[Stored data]
==================================================

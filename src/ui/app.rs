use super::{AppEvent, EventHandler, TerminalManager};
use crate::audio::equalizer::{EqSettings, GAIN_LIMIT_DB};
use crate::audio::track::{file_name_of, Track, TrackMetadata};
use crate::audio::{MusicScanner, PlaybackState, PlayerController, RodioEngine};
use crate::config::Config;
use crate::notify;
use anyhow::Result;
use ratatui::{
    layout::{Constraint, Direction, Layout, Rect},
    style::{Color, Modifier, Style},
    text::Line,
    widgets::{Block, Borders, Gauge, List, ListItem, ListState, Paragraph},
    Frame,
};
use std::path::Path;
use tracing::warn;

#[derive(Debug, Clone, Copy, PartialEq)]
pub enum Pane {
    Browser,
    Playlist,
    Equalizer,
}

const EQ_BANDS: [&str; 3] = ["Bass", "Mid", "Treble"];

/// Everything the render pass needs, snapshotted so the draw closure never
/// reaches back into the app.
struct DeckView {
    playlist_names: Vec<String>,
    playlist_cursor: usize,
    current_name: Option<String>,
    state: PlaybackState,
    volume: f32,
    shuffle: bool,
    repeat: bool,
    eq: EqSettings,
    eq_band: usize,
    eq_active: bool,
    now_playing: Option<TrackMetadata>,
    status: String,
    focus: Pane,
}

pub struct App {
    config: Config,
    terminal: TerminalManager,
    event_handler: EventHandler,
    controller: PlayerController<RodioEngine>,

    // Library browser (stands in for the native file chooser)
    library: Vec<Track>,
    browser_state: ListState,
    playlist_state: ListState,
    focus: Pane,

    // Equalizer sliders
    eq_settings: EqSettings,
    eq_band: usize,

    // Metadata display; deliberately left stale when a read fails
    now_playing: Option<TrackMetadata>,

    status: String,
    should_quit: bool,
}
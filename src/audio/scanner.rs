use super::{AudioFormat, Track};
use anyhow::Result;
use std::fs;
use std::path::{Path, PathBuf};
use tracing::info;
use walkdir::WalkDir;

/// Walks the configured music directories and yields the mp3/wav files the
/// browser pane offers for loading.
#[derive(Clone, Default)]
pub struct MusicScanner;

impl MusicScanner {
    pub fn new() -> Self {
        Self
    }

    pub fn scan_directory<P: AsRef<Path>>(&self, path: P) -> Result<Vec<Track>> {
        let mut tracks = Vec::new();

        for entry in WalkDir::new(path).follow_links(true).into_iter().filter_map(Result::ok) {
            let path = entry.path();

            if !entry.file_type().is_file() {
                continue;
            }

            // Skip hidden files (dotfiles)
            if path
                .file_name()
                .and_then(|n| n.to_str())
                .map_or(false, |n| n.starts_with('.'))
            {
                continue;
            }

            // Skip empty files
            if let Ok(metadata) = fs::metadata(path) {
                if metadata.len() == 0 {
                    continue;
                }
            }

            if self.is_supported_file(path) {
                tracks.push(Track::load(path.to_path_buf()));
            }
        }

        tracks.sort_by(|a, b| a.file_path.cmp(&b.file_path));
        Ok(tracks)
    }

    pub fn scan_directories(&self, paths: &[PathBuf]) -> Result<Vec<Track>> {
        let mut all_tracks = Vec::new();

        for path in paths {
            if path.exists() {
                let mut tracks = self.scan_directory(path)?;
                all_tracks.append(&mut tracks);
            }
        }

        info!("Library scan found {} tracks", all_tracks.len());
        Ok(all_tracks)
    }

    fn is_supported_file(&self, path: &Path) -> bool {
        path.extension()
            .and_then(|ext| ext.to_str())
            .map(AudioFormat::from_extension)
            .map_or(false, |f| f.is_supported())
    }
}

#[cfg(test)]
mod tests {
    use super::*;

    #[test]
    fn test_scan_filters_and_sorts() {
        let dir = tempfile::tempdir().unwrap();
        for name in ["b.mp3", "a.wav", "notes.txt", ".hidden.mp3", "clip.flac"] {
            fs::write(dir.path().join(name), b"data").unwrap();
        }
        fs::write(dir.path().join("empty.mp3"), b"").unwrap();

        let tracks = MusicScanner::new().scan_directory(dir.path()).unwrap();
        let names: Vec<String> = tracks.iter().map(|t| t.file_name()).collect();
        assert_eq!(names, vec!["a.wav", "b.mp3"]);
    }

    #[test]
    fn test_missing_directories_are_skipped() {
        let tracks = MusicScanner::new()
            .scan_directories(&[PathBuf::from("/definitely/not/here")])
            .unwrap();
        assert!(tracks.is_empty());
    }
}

==================================================

Task goal >> Write down every entry exactly.

Solution below >>
filename src/ui/app.rs
use super::{AppEvent, EventHandler, TerminalManager};
use crate::audio::equalizer::{EqSettings, GAIN_LIMIT_DB};
use crate::audio::track::{file_name_of, Track, TrackMetadata};
use crate::audio::{MusicScanner, PlaybackState, PlayerController, RodioEngine};
use crate::config::Config;
use crate::notify;
use anyhow::Result;
use ratatui::{
    layout::{Constraint, Direction, Layout, Rect},
    style::{Color, Modifier, Style},
    text::Line,
    widgets::{Block, Borders, Gauge, List, ListItem, ListState, Paragraph},
    Frame,
};
use std::path::Path;
use tracing::warn;

#[derive(Debug, Clone, Copy, PartialEq)]
pub enum Pane {
    Browser,
    Playlist,
    Equalizer,
}

const EQ_BANDS: [&str; 3] = ["Bass", "Mid", "Treble"];

/// Everything the render pass needs, snapshotted so the draw closure never
/// reaches back into the app.
struct DeckView {
    playlist_names: Vec<String>,
    playlist_cursor: usize,
    current_name: Option<String>,
    state: PlaybackState,
    volume: f32,
    shuffle: bool,
    repeat: bool,
    eq: EqSettings,
    eq_band: usize,
    eq_active: bool,
    now_playing: Option<TrackMetadata>,
    status: String,
    focus: Pane,
}

pub struct App {
    config: Config,
    terminal: TerminalManager,
    event_handler: EventHandler,
    controller: PlayerController<RodioEngine>,

    // Library browser (stands in for the native file chooser)
    library: Vec<Track>,
    browser_state: ListState,
    playlist_state: ListState,
    focus: Pane,

    // Equalizer sliders
    eq_settings: EqSettings,
    eq_band: usize,

    // Metadata display; deliberately left stale when a read fails
    now_playing: Option<TrackMetadata>,

    status: String,
    should_quit: bool,
}
filename src/audio/scanner.rs
use super::{AudioFormat, Track};
use anyhow::Result;
use std::fs;
use std::path::{Path, PathBuf};
use tracing::info;
use walkdir::WalkDir;

/// Walks the configured music directories and yields the mp3/wav files the
/// browser pane offers for loading.
#[derive(Clone, Default)]
pub struct MusicScanner;

impl MusicScanner {
    pub fn new() -> Self {
        Self
    }

    pub fn scan_directory<P: AsRef<Path>>(&self, path: P) -> Result<Vec<Track>> {
        let mut tracks = Vec::new();

        for entry in WalkDir::new(path).follow_links(true).into_iter().filter_map(Result::ok) {
            let path = entry.path();

            if !entry.file_type().is_file() {
                continue;
            }

            // Skip hidden files (dotfiles)
            if path
                .file_name()
                .and_then(|n| n.to_str())
                .map_or(false, |n| n.starts_with('.'))
            {
                continue;
            }

            // Skip empty files
            if let Ok(metadata) = fs::metadata(path) {
                if metadata.len() == 0 {
                    continue;
                }
            }

            if self.is_supported_file(path) {
                tracks.push(Track::load(path.to_path_buf()));
            }
        }

        tracks.sort_by(|a, b| a.file_path.cmp(&b.file_path));
        Ok(tracks)
    }

    pub fn scan_directories(&self, paths: &[PathBuf]) -> Result<Vec<Track>> {
        let mut all_tracks = Vec::new();

        for path in paths {
            if path.exists() {
                let mut tracks = self.scan_directory(path)?;
                all_tracks.append(&mut tracks);
            }
        }

        info!("Library scan found {} tracks", all_tracks.len());
        Ok(all_tracks)
    }

    fn is_supported_file(&self, path: &Path) -> bool {
        path.extension()
            .and_then(|ext| ext.to_str())
            .map(AudioFormat::from_extension)
            .map_or(false, |f| f.is_supported())
    }
}

#[cfg(test)]
mod tests {
    use super::*;

    #[test]
    fn test_scan_filters_and_sorts() {
        let dir = tempfile::tempdir().unwrap();
        for name in ["b.mp3", "a.wav", "notes.txt", ".hidden.mp3", "clip.flac"] {
            fs::write(dir.path().join(name), b"data").unwrap();
        }
        fs::write(dir.path().join("empty.mp3"), b"").unwrap();

        let tracks = MusicScanner::new().scan_directory(dir.path()).unwrap();
        let names: Vec<String> = tracks.iter().map(|t| t.file_name()).collect();
        assert_eq!(names, vec!["a.wav", "b.mp3"]);
    }

    #[test]
    fn test_missing_directories_are_skipped() {
        let tracks = MusicScanner::new()
            .scan_directories(&[PathBuf::from("/definitely/not/here")])
            .unwrap();
        assert!(tracks.is_empty());
    }
}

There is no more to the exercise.